Vasconcelos is one of two Berkeley students included in the 30-person 2024 cohort from 2,323 applicants. The program has spent more than $80 million since 1998 supporting 805 fellows from 103 countries pursuing U.S. graduate degrees in fields from medicine to law. The fellowship is currently accepting applications to join its 2025 fellows.
Vasconcelos was born in Boston, Mass., and grew up in San Diego, Calif. She graduated from the Massachusetts Institute of Technology in 2020 with a bachelor’s of science in electrical engineering, computer science and physics. She then received the Rhodes Scholarship, allowing her to earn master’s degrees in statistical sciences and the philosophy of physics at the University of Oxford.
After graduating from MIT, Vasconcelos also served as the founding academic director and a lead instructor of the Coding School’s Qubit by Qubit initiative. In that role, she helped teach thousands of students quantum computing fundamentals.

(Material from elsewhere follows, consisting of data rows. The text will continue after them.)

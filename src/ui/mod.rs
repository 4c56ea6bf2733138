//! User interface module - interaction (prompts) and formatting.
//!
//! Separates concerns:
//! - `formatter` - Pure formatting functions
//! - This module - Interactive prompts and user input handling

use std::io::{self, Write};

use crate::cli::orchestration::ReleaseChooser;
use crate::domain::CandidateTagSet;
use crate::error::{DeployError, Result};

pub mod formatter;

// Re-export formatter functions for convenience
pub use formatter::{
    display_boundary_warning, display_candidates, display_commands, display_error,
    display_remotes, display_report, display_status, display_success,
};

/// Asks on the terminal which release to cut.
///
/// Without an attended terminal (CI, pipes) there is nobody to ask, so the
/// release must be passed on the command line instead.
pub struct PromptChooser;

impl ReleaseChooser for PromptChooser {
    fn choose_release(&self, current: &str, candidates: &CandidateTagSet) -> Result<String> {
        if !console::user_attended() {
            return Err(DeployError::ReleaseRequired {
                choices: candidates.keys().join(", "),
            });
        }

        display_candidates(current, candidates);

        print!(
            "\nPlease select the next release version (1-{}): ",
            candidates.len()
        );
        io::stdout().flush()?;

        let mut input = String::new();
        io::stdin().read_line(&mut input)?;

        select_release(input.trim(), candidates)
    }
}

/// Interpret a prompt answer as a release key.
///
/// Accepts either the 1-based position in the presented list or the key itself.
///
/// # Returns
/// * `Ok(String)` - The selected release key
/// * `Err` - If the answer names no candidate
pub fn select_release(answer: &str, candidates: &CandidateTagSet) -> Result<String> {
    if let Ok(index) = answer.parse::<usize>() {
        return candidates
            .iter()
            .nth(index.wrapping_sub(1))
            .map(|(kind, _)| kind.key().to_string())
            .ok_or_else(|| DeployError::unknown_release_type(answer));
    }

    candidates.resolve(answer)?;
    Ok(answer.to_string())
}
pub mod boundary;
pub mod cli;
pub mod config;
pub mod domain;
pub mod error;
pub mod git;
pub mod remote;
pub mod ui;

pub use error::{DeployError, Result};
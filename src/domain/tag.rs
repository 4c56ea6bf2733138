use crate::error::{DeployError, Result};
use std::fmt;

/// A release tag of the form `v<major>.<minor>.<patch>[-<pre>[.<n>]]`
#[derive(Debug, Clone, PartialEq, Eq)]
pub struct SemanticTag {
    pub major: u32,
    pub minor: u32,
    pub patch: u32,
    /// Pre-release identifier, e.g. "rc"
    pub pre_release: Option<String>,
    /// Pre-release iteration; 1 when the tag carries no explicit number
    pub pre_increment: u32,
}

impl SemanticTag {
    /// Create a plain release tag
    pub fn new(major: u32, minor: u32, patch: u32) -> Self {
        SemanticTag {
            major,
            minor,
            patch,
            pre_release: None,
            pre_increment: 1,
        }
    }

    /// Parse a tag such as "v1.2.3", "v1.2.3-rc" or "v1.2.3-rc.4"
    ///
    /// The leading `v` is stripped and the rest split on `.` and `-`. Exactly
    /// three, four or five components are accepted.
    pub fn parse(tag: &str) -> Result<Self> {
        let unknown = || DeployError::unknown_tag_format(tag);

        let clean_tag = tag.strip_prefix('v').unwrap_or(tag);
        let parts: Vec<&str> = clean_tag.split(|c: char| c == '.' || c == '-').collect();

        let number = |part: &str| part.parse::<u32>().map_err(|_| unknown());

        let (major, minor, patch) = match parts.len() {
            3..=5 => (number(parts[0])?, number(parts[1])?, number(parts[2])?),
            _ => return Err(unknown()),
        };

        let pre_release = match parts.get(3) {
            Some(pre) if pre.is_empty() => return Err(unknown()),
            Some(pre) => Some(pre.to_string()),
            None => None,
        };

        let pre_increment = match parts.get(4) {
            Some(n) => number(n)?,
            None => 1,
        };

        Ok(SemanticTag {
            major,
            minor,
            patch,
            pre_release,
            pre_increment,
        })
    }

    /// Inspect the two `git describe` outputs for the release tag pattern.
    ///
    /// `described` is the full describe output (possibly with a
    /// `-<distance>-g<sha>` suffix), `nearest` the same query with
    /// `--abbrev=0`. Identical outputs mean HEAD already sits on a tag and
    /// `None` is returned.
    pub fn from_describe(described: &str, nearest: &str) -> Result<Option<Self>> {
        if described == nearest {
            return Ok(None);
        }
        Self::parse(nearest).map(Some)
    }

    /// Whether this tag is a pre-release build
    pub fn is_pre_release(&self) -> bool {
        self.pre_release.is_some()
    }
}

impl fmt::Display for SemanticTag {
    fn fmt(&self, f: &mut fmt::Formatter<'_>) -> fmt::Result {
        write!(f, "v{}.{}.{}", self.major, self.minor, self.patch)?;
        if let Some(pre) = &self.pre_release {
            write!(f, "-{}", pre)?;
            if self.pre_increment > 1 {
                write!(f, ".{}", self.pre_increment)?;
            }
        }
        Ok(())
    }
}
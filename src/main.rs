use anyhow::{Context, Result};

use git_deploy::cli::orchestration::{DeployRequest, ReleaseOrchestrator};
use git_deploy::cli::{self, Args};
use git_deploy::config::{self, Config};
use git_deploy::domain::OptionSet;
use git_deploy::git::Git2Repository;
use git_deploy::remote::SshExecutor;
use git_deploy::ui::{self, PromptChooser};

fn main() -> Result<()> {
    let argv: Vec<String> = std::env::args().collect();

    // Load configuration first; it decides which --set-* options exist
    let config = match config::load_config(cli::config_path_hint(&argv).as_deref()) {
        Ok(cfg) => cfg,
        Err(e) => {
            ui::display_error(&e.to_string());
            std::process::exit(1);
        }
    };

    let names = match config.placeholder_names() {
        Ok(names) => names,
        Err(e) => {
            ui::display_error(&e.to_string());
            std::process::exit(1);
        }
    };

    let (args, options) = match cli::parse_with_options(&argv, &names) {
        Ok(parsed) => parsed,
        Err(e) => e.exit(),
    };

    if args.list {
        ui::display_remotes(&config.remote);
        return Ok(());
    }

    let request = match build_request(&args, options, &config) {
        Some(request) => request,
        None => {
            ui::display_error("No remote given and no remote.default configured");
            std::process::exit(1);
        }
    };

    let repo = Git2Repository::open(".").context("Not in a git repository")?;
    let executor = SshExecutor::new(config.remote.clone());
    let chooser = PromptChooser;

    let orchestrator = ReleaseOrchestrator::new(&config, &repo, &executor, &chooser);
    match orchestrator.run(&request) {
        Ok(report) => ui::display_report(&report),
        Err(e) => {
            ui::display_error(&e.to_string());
            std::process::exit(1);
        }
    }

    Ok(())
}

fn build_request(args: &Args, options: OptionSet, config: &Config) -> Option<DeployRequest> {
    let remote = args
        .remote
        .clone()
        .or_else(|| config.remote.default.clone())?;

    Some(DeployRequest {
        remote,
        release: args.release.clone(),
        options,
        dry_run: args.dry_run,
    })
}
use crate::domain::template::{self, CommandTemplate};
use crate::error::{DeployError, Result};
use serde::{Deserialize, Serialize};
use std::collections::BTreeMap;
use std::fs;
use std::path::Path;

/// Represents the complete configuration for git-deploy.
///
/// Contains the push switch, production tagging settings, remote connections and
/// the command templates run on the remote.
#[derive(Debug, Deserialize, Serialize, Clone, PartialEq)]
pub struct Config {
    /// Run `git push` and `git push --tags` before the remote commands
    #[serde(default = "default_push")]
    pub push: bool,

    #[serde(default)]
    pub production: ProductionConfig,

    #[serde(default)]
    pub remote: RemoteConfig,

    #[serde(default)]
    pub commands: CommandsConfig,
}

fn default_push() -> bool {
    true
}

fn default_production_enabled() -> bool {
    true
}

fn default_production_name() -> String {
    "production".to_string()
}

fn default_tag_pattern() -> String {
    "v[0-9]*".to_string()
}

/// Release tagging for the production remote.
///
/// When enabled, deploying to the remote called `name` requires HEAD to be on a
/// release tag; if it is not, the next tag is chosen and created.
#[derive(Debug, Deserialize, Serialize, Clone, PartialEq)]
pub struct ProductionConfig {
    #[serde(default = "default_production_enabled")]
    pub enabled: bool,

    #[serde(default = "default_production_name")]
    pub name: String,

    /// Glob handed to `git describe --match`
    #[serde(default = "default_tag_pattern")]
    pub tag_pattern: String,
}

impl Default for ProductionConfig {
    fn default() -> Self {
        ProductionConfig {
            enabled: default_production_enabled(),
            name: default_production_name(),
            tag_pattern: default_tag_pattern(),
        }
    }
}

/// Remote hosts commands can be deployed to.
#[derive(Debug, Deserialize, Serialize, Clone, PartialEq, Default)]
pub struct RemoteConfig {
    /// Remote used when none is given on the command line
    #[serde(default)]
    pub default: Option<String>,

    #[serde(default)]
    pub connections: BTreeMap<String, RemoteConnection>,
}

impl RemoteConfig {
    /// Look up a connection by remote name
    pub fn connection(&self, name: &str) -> Result<&RemoteConnection> {
        self.connections.get(name).ok_or_else(|| {
            DeployError::config(format!(
                "Unknown remote '{}' (no [remote.connections.{}] section)",
                name, name
            ))
        })
    }
}

/// A single deployment target
#[derive(Debug, Deserialize, Serialize, Clone, PartialEq)]
pub struct RemoteConnection {
    /// SSH destination, `host` or `user@host`
    pub host: String,

    #[serde(default)]
    pub port: Option<u16>,

    #[serde(default)]
    pub identity_file: Option<String>,

    /// Application directory the commands run in
    pub root: String,
}

/// The commands run on the remote, either labeled or as a plain list.
///
/// ```toml
/// [commands]
/// down = "php artisan down"
/// up = "php artisan up"
/// ```
///
/// or `commands = ["php artisan down", ["git fetch", "git pull"]]`. Labeled
/// tables keep their file order; a label set to `""` or `false` is disabled.
#[derive(Debug, Deserialize, Serialize, Clone, PartialEq)]
#[serde(untagged)]
pub enum CommandsConfig {
    Listed(Vec<CommandTemplate>),
    Labeled(toml::Table),
}

impl CommandsConfig {
    /// The configured templates in execution order
    pub fn templates(&self) -> Result<Vec<CommandTemplate>> {
        match self {
            CommandsConfig::Listed(templates) => Ok(templates.clone()),
            CommandsConfig::Labeled(table) => {
                let mut templates = Vec::with_capacity(table.len());
                for (label, value) in table {
                    if let toml::Value::Boolean(false) = value {
                        continue;
                    }
                    let template = value.clone().try_into::<CommandTemplate>().map_err(|e| {
                        DeployError::config(format!(
                            "commands.{} must be a string or a list of strings: {}",
                            label, e
                        ))
                    })?;
                    templates.push(template);
                }
                Ok(templates)
            }
        }
    }
}

/// Returns the default labeled command list.
fn default_commands() -> toml::Table {
    let mut table = toml::Table::new();
    for (label, command) in [
        ("down", "php artisan down"),
        ("checkout", "git checkout -f {branch|master}"),
        ("fetch", "git fetch {remote|origin}"),
        ("tags", "git fetch {remote|origin} --tags"),
        ("pull", "git pull -f {remote|origin} {branch|master}"),
        ("composer", "composer install {composer-args|--no-dev}"),
        ("up", "php artisan up"),
        ("queue", "php artisan queue:restart"),
    ] {
        table.insert(label.to_string(), toml::Value::String(command.to_string()));
    }
    table
}

impl Default for CommandsConfig {
    fn default() -> Self {
        CommandsConfig::Labeled(default_commands())
    }
}

impl Default for Config {
    fn default() -> Self {
        Config {
            push: default_push(),
            production: ProductionConfig::default(),
            remote: RemoteConfig::default(),
            commands: CommandsConfig::default(),
        }
    }
}

impl Config {
    /// Every placeholder name used by the commands or a remote root directory.
    ///
    /// One `--set-<name>` option is declared on the command line per name.
    pub fn placeholder_names(&self) -> Result<Vec<String>> {
        let mut templates: Vec<CommandTemplate> = self
            .remote
            .connections
            .values()
            .map(|connection| CommandTemplate::leaf(connection.root.clone()))
            .collect();
        templates.extend(self.commands.templates()?);
        Ok(template::placeholder_names(&templates))
    }
}

/// Loads configuration from file or returns defaults.
///
/// Attempts to load configuration in the following order:
/// 1. Custom path provided as parameter
/// 2. `deploy.toml` in current directory
/// 3. `.deploy.toml` in the user config directory
/// 4. Default configuration if no file found
///
/// # Returns
/// * `Ok(Config)` - Loaded or default configuration
/// * `Err` - If a file exists but cannot be read or parsed, or its commands are malformed
pub fn load_config(config_path: Option<&str>) -> Result<Config> {
    let config_str = if let Some(path) = config_path {
        read_config_file(Path::new(path))?
    } else if Path::new("./deploy.toml").exists() {
        read_config_file(Path::new("./deploy.toml"))?
    } else if let Some(config_dir) = dirs::config_dir() {
        let config_path = config_dir.join(".deploy.toml");
        if config_path.exists() {
            read_config_file(&config_path)?
        } else {
            return Ok(Config::default());
        }
    } else {
        return Ok(Config::default());
    };

    parse_config(&config_str)
}

/// Parse and validate configuration text
pub fn parse_config(config_str: &str) -> Result<Config> {
    let config: Config = toml::from_str(config_str)
        .map_err(|e| DeployError::config(format!("Invalid configuration: {}", e)))?;

    // Surface malformed labeled commands at load time rather than mid-deploy
    config.commands.templates()?;

    Ok(config)
}

fn read_config_file(path: &Path) -> Result<String> {
    fs::read_to_string(path).map_err(|e| {
        DeployError::config(format!("Cannot read {}: {}", path.display(), e))
    })
}

#[cfg(test)]
mod tests {
    use super::*;

    #[test]
    fn test_default_commands_keep_their_order() {
        let templates = Config::default().commands.templates().unwrap();
        assert_eq!(templates.len(), 8);
        assert_eq!(templates[0], CommandTemplate::leaf("php artisan down"));
        assert_eq!(templates[7], CommandTemplate::leaf("php artisan queue:restart"));
    }

    #[test]
    fn test_default_placeholder_names() {
        let names = Config::default().placeholder_names().unwrap();
        assert_eq!(names, vec!["branch", "remote", "composer-args"]);
    }

    #[test]
    fn test_labeled_commands_follow_file_order() {
        let config = parse_config(
            r#"
[commands]
zeta = "first"
alpha = "second"
middle = ["third", "fourth"]
"#,
        )
        .unwrap();
        let commands: Vec<String> = config
            .commands
            .templates()
            .unwrap()
            .iter()
            .flat_map(|t| t.flatten())
            .collect();
        assert_eq!(commands, vec!["first", "second", "third", "fourth"]);
    }

    #[test]
    fn test_disabled_labeled_command() {
        let config = parse_config(
            r#"
[commands]
down = "php artisan down"
queue = false
"#,
        )
        .unwrap();
        assert_eq!(config.commands.templates().unwrap().len(), 1);
    }

    #[test]
    fn test_listed_commands() {
        let config = parse_config(r#"commands = ["down", ["git fetch", "git pull"]]"#).unwrap();
        let templates = config.commands.templates().unwrap();
        assert_eq!(templates.len(), 2);
        assert_eq!(templates[1].flatten(), vec!["git fetch", "git pull"]);
    }

    #[test]
    fn test_malformed_labeled_command_rejected() {
        let err = parse_config("[commands]\nbad = 42\n").unwrap_err();
        assert!(err.to_string().contains("commands.bad"));
    }

    #[test]
    fn test_unknown_remote() {
        let config = Config::default();
        let err = config.remote.connection("staging").unwrap_err();
        assert!(err.to_string().contains("Unknown remote 'staging'"));
    }

    #[test]
    fn test_root_placeholders_are_declared() {
        let config = parse_config(
            r#"
commands = ["php artisan up"]

[remote.connections.production]
host = "deploy@example.com"
root = "/srv/{app|shop}"
"#,
        )
        .unwrap();
        assert_eq!(config.placeholder_names().unwrap(), vec!["app"]);
    }
}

At Berkeley, Vasconcelos is a member of the Berkeley Artificial Intelligence Research Lab and computer science theory group and is advised by EECS professors Michael Jordan and Umesh Vazirani. She studies the intersections of quantum computation and machine learning in order to find impactful ways quantum computers can outperform classical computers.
“Quantum computers have the potential to revolutionize our ability to solve many computational problems of societal import,” said Vasconcelos. “I hope to contribute to that revolution."